The development of species-specific antisense peptide nucleic acid method for the treatment and detection of viable Salmonella

Genotypic based detection methods using specific target sites in the pathogen genome can complement phenotypic identification. We report the development of species-specific antisense peptide nucleic acid (PNA) combined with selective and differential enrichment growth conditions for Salmonella treatment and detection. An antisense PNA oligomer targeting the Salmonella ftsZ gene and conjugated with a cell-penetrating peptide ((KFF)3K) was exploited to probe bacteria cultured in three different growth media (Muller Hinton broth (MHB), Rappaport-Vassiliadis Soya Peptone Broth (RVS, Oxoid), and in-house modified Rappaport-Vassiliadis Soya Peptone Broths (mRVSs). Also, water and milk artificially contaminated with bacteria were probed.

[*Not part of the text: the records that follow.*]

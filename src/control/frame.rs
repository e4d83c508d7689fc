//! Control Frame Types for Envelope/Weavelet Communication
//!
//! Every message exchanged over the control pipes is a single frame: a CBOR
//! map with integer keys. The typed body of a message travels as an opaque
//! CBOR byte string in the payload field, so the frame layer never needs to
//! know message shapes.
//!
//! ## Frame Format
//!
//! ```text
//! {
//!   0: version (u8, always 1)
//!   1: msg_type (u8)
//!   2: id (uint, 0 for one-way messages)
//!   3: payload (bstr, optional)
//!   4: error (tstr, optional - only on failed replies)
//! }
//! ```
//!
//! ## Message Types
//!
//! - SETUP (0): envelope → weavelet, identity and launch config
//! - READY (1): weavelet → envelope, explicit liveness signal
//! - LOG_ENTRY (2): weavelet → envelope, structured log record
//! - TRACE_SPANS (3): weavelet → envelope, batch of finished spans
//! - START_COMPONENT (4), GET_ADDRESS (5), EXPORT_LISTENER (6): weavelet → envelope requests
//! - RUN_PROFILING (7), GET_HEALTH (8): envelope → weavelet requests
//! - REPLY (9): either direction, correlated by id

use crate::control::io::ConnError;
use ciborium::Value;
use std::collections::BTreeMap;

/// Control protocol version.
pub const PROTOCOL_VERSION: u8 = 1;

/// Message type discriminator
#[derive(Debug, Clone, Copy, PartialEq, Eq, Hash)]
#[repr(u8)]
pub enum MessageType {
    /// Identity and launch configuration, first frame from the envelope
    Setup = 0,
    /// Weavelet finished bootstrapping
    Ready = 1,
    /// Structured log entry from the weavelet's logger
    LogEntry = 2,
    /// Batch of trace spans
    TraceSpans = 3,
    /// Ask the envelope to start a component
    StartComponent = 4,
    /// Ask the envelope which address to listen on
    GetAddress = 5,
    /// Tell the envelope a listener is ready to be exported
    ExportListener = 6,
    /// Ask the weavelet for a profile
    RunProfiling = 7,
    /// Ask the weavelet for its health status
    GetHealth = 8,
    /// Response to any request, correlated by id
    Reply = 9,
}

impl MessageType {
    pub fn from_u8(v: u8) -> Option<Self> {
        match v {
            0 => Some(MessageType::Setup),
            1 => Some(MessageType::Ready),
            2 => Some(MessageType::LogEntry),
            3 => Some(MessageType::TraceSpans),
            4 => Some(MessageType::StartComponent),
            5 => Some(MessageType::GetAddress),
            6 => Some(MessageType::ExportListener),
            7 => Some(MessageType::RunProfiling),
            8 => Some(MessageType::GetHealth),
            9 => Some(MessageType::Reply),
            _ => None,
        }
    }

    /// True for message types that expect a correlated REPLY.
    pub fn is_request(self) -> bool {
        matches!(
            self,
            MessageType::StartComponent
                | MessageType::GetAddress
                | MessageType::ExportListener
                | MessageType::RunProfiling
                | MessageType::GetHealth
        )
    }
}

/// A control protocol frame
#[derive(Debug, Clone, PartialEq)]
pub struct Frame {
    /// Protocol version
    pub version: u8,
    /// Message type
    pub msg_type: MessageType,
    /// Correlation id; 0 for one-way messages
    pub id: u64,
    /// CBOR-encoded message body
    pub payload: Option<Vec<u8>>,
    /// Failure description on a REPLY
    pub error: Option<String>,
}

impl Frame {
    /// Create a new frame with required fields
    pub fn new(msg_type: MessageType, id: u64) -> Self {
        Self {
            version: PROTOCOL_VERSION,
            msg_type,
            id,
            payload: None,
            error: None,
        }
    }

    /// One-way message carrying a body
    pub fn one_way(msg_type: MessageType, payload: Vec<u8>) -> Self {
        let mut frame = Self::new(msg_type, 0);
        frame.payload = Some(payload);
        frame
    }

    /// Request carrying a body; `id` must be non-zero
    pub fn request(msg_type: MessageType, id: u64, payload: Vec<u8>) -> Self {
        let mut frame = Self::new(msg_type, id);
        frame.payload = Some(payload);
        frame
    }

    /// Successful reply to request `id`
    pub fn reply(id: u64, payload: Vec<u8>) -> Self {
        let mut frame = Self::new(MessageType::Reply, id);
        frame.payload = Some(payload);
        frame
    }

    /// Failed reply to request `id`
    pub fn reply_err(id: u64, message: impl Into<String>) -> Self {
        let mut frame = Self::new(MessageType::Reply, id);
        frame.error = Some(message.into());
        frame
    }

    /// Payload bytes, empty when absent
    pub fn payload_bytes(&self) -> &[u8] {
        self.payload.as_deref().unwrap_or(&[])
    }
}

/// Integer keys for CBOR map fields
pub mod keys {
    pub const VERSION: u64 = 0;
    pub const MSG_TYPE: u64 = 1;
    pub const ID: u64 = 2;
    pub const PAYLOAD: u64 = 3;
    pub const ERROR: u64 = 4;
}

/// Encode a frame to CBOR bytes
pub fn encode_frame(frame: &Frame) -> Result<Vec<u8>, ConnError> {
    let mut map: Vec<(Value, Value)> = Vec::with_capacity(5);

    map.push((
        Value::Integer(keys::VERSION.into()),
        Value::Integer(frame.version.into()),
    ));
    map.push((
        Value::Integer(keys::MSG_TYPE.into()),
        Value::Integer((frame.msg_type as u8).into()),
    ));
    map.push((Value::Integer(keys::ID.into()), Value::Integer(frame.id.into())));

    if let Some(ref payload) = frame.payload {
        map.push((
            Value::Integer(keys::PAYLOAD.into()),
            Value::Bytes(payload.clone()),
        ));
    }

    if let Some(ref error) = frame.error {
        map.push((Value::Integer(keys::ERROR.into()), Value::Text(error.clone())));
    }

    let mut buf = Vec::new();
    ciborium::into_writer(&Value::Map(map), &mut buf)
        .map_err(|e| ConnError::Encode(e.to_string()))?;
    Ok(buf)
}

fn as_uint(v: &Value) -> Option<u64> {
    match v {
        Value::Integer(i) => u64::try_from(i128::from(*i)).ok(),
        _ => None,
    }
}

/// Decode a frame from CBOR bytes
pub fn decode_frame(bytes: &[u8]) -> Result<Frame, ConnError> {
    let value: Value =
        ciborium::from_reader(bytes).map_err(|e| ConnError::Decode(e.to_string()))?;

    let map = match value {
        Value::Map(m) => m,
        _ => return Err(ConnError::InvalidFrame("expected map".to_string())),
    };

    let mut lookup: BTreeMap<u64, Value> = BTreeMap::new();
    for (k, v) in map {
        if let Some(key) = as_uint(&k) {
            lookup.insert(key, v);
        }
    }

    let version = lookup
        .get(&keys::VERSION)
        .and_then(as_uint)
        .and_then(|n| u8::try_from(n).ok())
        .ok_or_else(|| ConnError::InvalidFrame("missing version".to_string()))?;

    if version != PROTOCOL_VERSION {
        return Err(ConnError::InvalidFrame(format!(
            "unsupported protocol version {}",
            version
        )));
    }

    let type_code = lookup
        .get(&keys::MSG_TYPE)
        .and_then(as_uint)
        .ok_or_else(|| ConnError::InvalidFrame("missing msg_type".to_string()))?;

    let msg_type = u8::try_from(type_code)
        .ok()
        .and_then(MessageType::from_u8)
        .ok_or_else(|| ConnError::InvalidFrame(format!("invalid msg_type: {}", type_code)))?;

    let id = lookup
        .get(&keys::ID)
        .and_then(as_uint)
        .ok_or_else(|| ConnError::InvalidFrame("missing id".to_string()))?;

    let payload = lookup.get(&keys::PAYLOAD).and_then(|v| match v {
        Value::Bytes(b) => Some(b.clone()),
        _ => None,
    });

    let error = lookup.get(&keys::ERROR).and_then(|v| match v {
        Value::Text(s) => Some(s.clone()),
        _ => None,
    });

    if msg_type.is_request() && id == 0 {
        return Err(ConnError::InvalidFrame(format!(
            "{:?} request without correlation id",
            msg_type
        )));
    }

    Ok(Frame {
        version,
        msg_type,
        id,
        payload,
        error,
    })
}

Antisense PNA provided detectable changes in Salmonella growth and morphology in all media and artificially contaminated matrices except RVS. Salmonella was detected as elongated cells. On the contrary, treated Escherichia coli did not elongate, providing evidence of differentiation and selectivity for Salmonella. Similarly, Salmonella probed with mismatched PNAs did not elongate. Antisense oligomers targeted ftsZ mRNA in combination with selective growth conditions can provide a detection strategy for viable Salmonella in a single reaction, and act as a potential tool for bacteria detection in real food and environmental samples.